Figure 4.11 Structures of several carotenoids and carotenoid precursors important in photosynthetic systems.

Carotenoids have several well‐documented essential functions in photosynthetic systems. First, they are accessory pigments in the collection of light, absorbing light and transferring energy to a chlorophyll‐type pigment. Most antenna complexes contain carotenoids. Second, carotenoids function in a process called photoprotection. Carotenoids rapidly quench triplet excited states of chlorophylls before they can react with oxygen to form the highly reactive and damaging excited singlet state of oxygen. They also quench the singlet oxygen if it is somehow formed. Finally, carotenoids have recently been shown to be involved in the regulation of energy transfer in antennas. These processes, which avoid overexcitation of the photosynthetic system by safely dissipating excess energy, have different mechanisms in different organisms. We will discuss them in more detail in Chapter 5.

Carotenoids have very unusual energetic and spectroscopic properties. They usually exhibit an intense absorption band, typically in the 400–500 nm range, giving them their characteristic orange color. However, this transition is from the ground state (S 0) to the second excited singlet state (S 2), instead of to the first excited singlet state (S 1). The transition from the ground state to the first excited singlet state is forbidden because of the symmetry of the carotenoid molecule. An energy level diagram typical of many carotenoids is shown in Fig. 4.12. The lifetime of S 2is very short, usually relaxing to S 1by internal conversion on a subpicosecond time scale. This short lifetime of S 2means that fluorescence of the S 2state is highly quenched and is not observed in most situations. From the S 1state, the excited carotenoid can relax to the ground state. However, this relaxation is also almost always nonradiative. The fluorescence decay rate constant of an excited state is related to the strength of the absorption that forms the excited state (Eq. A.68). If an absorption transition is extremely weak, such as the S 0to S 1carotenoid absorption, then the intrinsic fluorescence decay rate constant between these two states will be very small, and fluorescence will make a negligible contribution to the excited state decay (Eq. A.69). Internal conversion from S 1to S 0is typically very efficient, so the S 1state has a picosecond lifetime. Carotenoids with nine or more double bonds have additional dark states in addition to the three energy levels discussed here (Ostroumov et al ., 2013).

Figure 4.12 Energy Level diagram typical of carotenoids.

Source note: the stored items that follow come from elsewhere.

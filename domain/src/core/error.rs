//! Domain error types

use crate::review::Dimension;
use crate::translation::status::TranslationStatus;
use thiserror::Error;

/// Domain-level errors
#[derive(Error, Debug, Clone, PartialEq, Eq)]
pub enum DomainError {
    #[error("Source text cannot be empty")]
    EmptySourceText,

    #[error("Target language cannot be empty")]
    EmptyTargetLanguage,

    #[error("Score weights must sum to 100, got {0}")]
    InvalidWeights(u64),

    #[error("{dimension} sub-score {value} is outside [0, 100]")]
    ScoreOutOfRange { dimension: Dimension, value: i32 },

    #[error("Pass threshold {0} is outside [0, 100]")]
    InvalidThreshold(u32),

    #[error("Invalid generation parameters: {0}")]
    InvalidGenerationParams(String),

    #[error("Malformed model response: {0}")]
    MalformedResponse(String),

    #[error("Contract violation: {0}")]
    ContractViolation(String),

    #[error("Context is terminal ({0}) and cannot be modified")]
    TerminalContext(TranslationStatus),

    #[error("Invalid status transition: {from} -> {to}")]
    InvalidTransition {
        from: TranslationStatus,
        to: TranslationStatus,
    },
}

impl DomainError {
    /// Check if this error is a caller-facing validation error
    /// (bad input or configuration rather than a runtime contract breach).
    pub fn is_validation(&self) -> bool {
        matches!(
            self,
            DomainError::EmptySourceText
                | DomainError::EmptyTargetLanguage
                | DomainError::InvalidWeights(_)
                | DomainError::ScoreOutOfRange { .. }
                | DomainError::InvalidThreshold(_)
                | DomainError::InvalidGenerationParams(_)
        )
    }
}
//! Optimization domain
//!
//! After a failed review the optimizer turns the reviewer's findings into
//! targeted instructions for the next translation attempt. It never rewrites
//! the translation itself.

use crate::core::error::DomainError;
use crate::review::{Dimension, ReviewIssue, ReviewResult};
use crate::util::extract_json_object;
use serde::{Deserialize, Serialize};

/// What the next attempt should concentrate on
#[derive(Debug, Clone, Copy, PartialEq, Eq, Hash, Serialize, Deserialize, Default)]
#[serde(rename_all = "snake_case")]
pub enum OptimizationFocus {
    /// Broken tags, placeholders or formatting
    TechnicalFix,
    Terminology,
    Accuracy,
    Fluency,
    #[default]
    General,
}

impl OptimizationFocus {
    /// Derive the focus from a failing review's issues.
    ///
    /// Precedence: technical/format, then terminology, accuracy, language.
    pub fn from_issues(issues: &[ReviewIssue]) -> Self {
        let has = |dims: &[Dimension]| issues.iter().any(|i| dims.contains(&i.dimension));

        if has(&[Dimension::Technical, Dimension::Format]) {
            OptimizationFocus::TechnicalFix
        } else if has(&[Dimension::Terminology]) {
            OptimizationFocus::Terminology
        } else if has(&[Dimension::Accuracy]) {
            OptimizationFocus::Accuracy
        } else if has(&[Dimension::Language]) {
            OptimizationFocus::Fluency
        } else {
            OptimizationFocus::General
        }
    }

    pub fn as_str(&self) -> &str {
        match self {
            OptimizationFocus::TechnicalFix => "technical_fix",
            OptimizationFocus::Terminology => "terminology",
            OptimizationFocus::Accuracy => "accuracy",
            OptimizationFocus::Fluency => "fluency",
            OptimizationFocus::General => "general",
        }
    }
}

impl std::fmt::Display for OptimizationFocus {
    fn fmt(&self, f: &mut std::fmt::Formatter<'_>) -> std::fmt::Result {
        write!(f, "{}", self.as_str())
    }
}

/// One instruction for the translator
#[derive(Debug, Clone, PartialEq, Eq, Serialize, Deserialize)]
pub struct Suggestion {
    pub dimension: Dimension,
    pub instruction: String,
}

impl Suggestion {
    pub fn new(dimension: Dimension, instruction: impl Into<String>) -> Self {
        Self {
            dimension,
            instruction: instruction.into(),
        }
    }
}

/// Optimizer output, consumed by the next translator call
#[derive(Debug, Clone, PartialEq, Eq, Serialize, Deserialize)]
pub struct OptimizationSuggestions {
    pub focus: OptimizationFocus,
    /// Ordered, most important first
    pub suggestions: Vec<Suggestion>,
    #[serde(default, skip_serializing_if = "String::is_empty")]
    pub rationale: String,
}

impl OptimizationSuggestions {
    pub fn new(focus: OptimizationFocus, suggestions: Vec<Suggestion>) -> Self {
        Self {
            focus,
            suggestions,
            rationale: String::new(),
        }
    }

    pub fn with_rationale(mut self, rationale: impl Into<String>) -> Self {
        self.rationale = rationale.into();
        self
    }

    /// Fall back to the reviewer's own fixes (or descriptions) when the
    /// optimizer produced nothing usable.
    pub fn from_review(review: &ReviewResult) -> Self {
        let suggestions = review
            .issues
            .iter()
            .map(|issue| {
                let instruction = issue.suggestion.as_deref().unwrap_or(&issue.description);
                Suggestion::new(issue.dimension, format!("Fix: {}", instruction))
            })
            .collect();
        Self::new(OptimizationFocus::from_issues(&review.issues), suggestions)
    }

    pub fn is_empty(&self) -> bool {
        self.suggestions.is_empty()
    }

    pub fn len(&self) -> usize {
        self.suggestions.len()
    }
}

#[derive(Deserialize)]
struct RawSuggestions {
    #[serde(default, alias = "improvements")]
    suggestions: Vec<RawSuggestion>,
    #[serde(default)]
    rationale: String,
}

#[derive(Deserialize)]
struct RawSuggestion {
    #[serde(default, alias = "type")]
    dimension: String,
    #[serde(default, alias = "suggestion", alias = "reason")]
    instruction: String,
}

/// Parse an optimizer reply. The focus is not taken from the model; the
/// caller passes the one derived from the review.
pub fn parse_optimization_response(
    response: &str,
    focus: OptimizationFocus,
) -> Result<OptimizationSuggestions, DomainError> {
    let json = extract_json_object(response).ok_or_else(|| {
        DomainError::MalformedResponse("optimization reply contains no JSON object".to_string())
    })?;

    let raw: RawSuggestions = serde_json::from_str(json)
        .map_err(|e| DomainError::MalformedResponse(format!("optimization JSON: {}", e)))?;

    let suggestions = raw
        .suggestions
        .into_iter()
        .filter(|s| !s.instruction.trim().is_empty())
        .map(|s| {
            let dimension = s.dimension.parse().unwrap_or(Dimension::Accuracy);
            Suggestion::new(dimension, s.instruction.trim())
        })
        .collect();

    Ok(OptimizationSuggestions::new(focus, suggestions).with_rationale(raw.rationale.trim()))
}

#[cfg(test)]
mod tests {
    use super::*;
    use crate::review::{Evaluation, SubScores};

    fn issue(dimension: Dimension) -> ReviewIssue {
        ReviewIssue::new(dimension, "problem")
    }

    #[test]
    fn test_focus_precedence() {
        assert_eq!(
            OptimizationFocus::from_issues(&[issue(Dimension::Accuracy), issue(Dimension::Format)]),
            OptimizationFocus::TechnicalFix
        );
        assert_eq!(
            OptimizationFocus::from_issues(&[
                issue(Dimension::Language),
                issue(Dimension::Terminology)
            ]),
            OptimizationFocus::Terminology
        );
        assert_eq!(
            OptimizationFocus::from_issues(&[issue(Dimension::Language)]),
            OptimizationFocus::Fluency
        );
        assert_eq!(OptimizationFocus::from_issues(&[]), OptimizationFocus::General);
    }

    #[test]
    fn test_parse_suggestions() {
        let response = r#"Analysis done.
{"suggestions": [
    {"dimension": "terminology", "instruction": "Render 'cache' as 'cache'"},
    {"type": "grammar", "reason": "Use the subjunctive after 'bien que'"},
    {"dimension": "format", "instruction": " "}
], "rationale": "Mostly terminology drift"}"#;
        let parsed =
            parse_optimization_response(response, OptimizationFocus::Terminology).unwrap();
        assert_eq!(parsed.focus, OptimizationFocus::Terminology);
        assert_eq!(parsed.len(), 2);
        assert_eq!(parsed.suggestions[1].dimension, Dimension::Language);
        assert_eq!(parsed.rationale, "Mostly terminology drift");
    }

    #[test]
    fn test_parse_without_json_fails() {
        assert!(parse_optimization_response("Just fix it", OptimizationFocus::General).is_err());
    }

    #[test]
    fn test_from_review_prefers_issue_suggestion() {
        let review = ReviewResult::new(
            SubScores::uniform(70),
            Evaluation {
                composite: 70,
                passed: false,
            },
            vec![
                ReviewIssue::new(Dimension::Technical, "Dropped {name}")
                    .with_suggestion("Keep {name} verbatim"),
                ReviewIssue::new(Dimension::Language, "Stiff phrasing"),
            ],
        );
        let suggestions = OptimizationSuggestions::from_review(&review);
        assert_eq!(suggestions.focus, OptimizationFocus::TechnicalFix);
        assert_eq!(suggestions.suggestions[0].instruction, "Fix: Keep {name} verbatim");
        assert_eq!(suggestions.suggestions[1].instruction, "Fix: Stiff phrasing");
    }
}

The energy of the S 1state of the carotenoid is very difficult to measure directly, because of the forbidden nature of the S 0to S 1transition. One method that can be used to determine this energy is two‐photon spectroscopy, in which two photons are absorbed simultaneously, with the sum of their energies equal to the transition energy. The S 0to S 1transition is allowed under these conditions (Krueger et al ., 1999).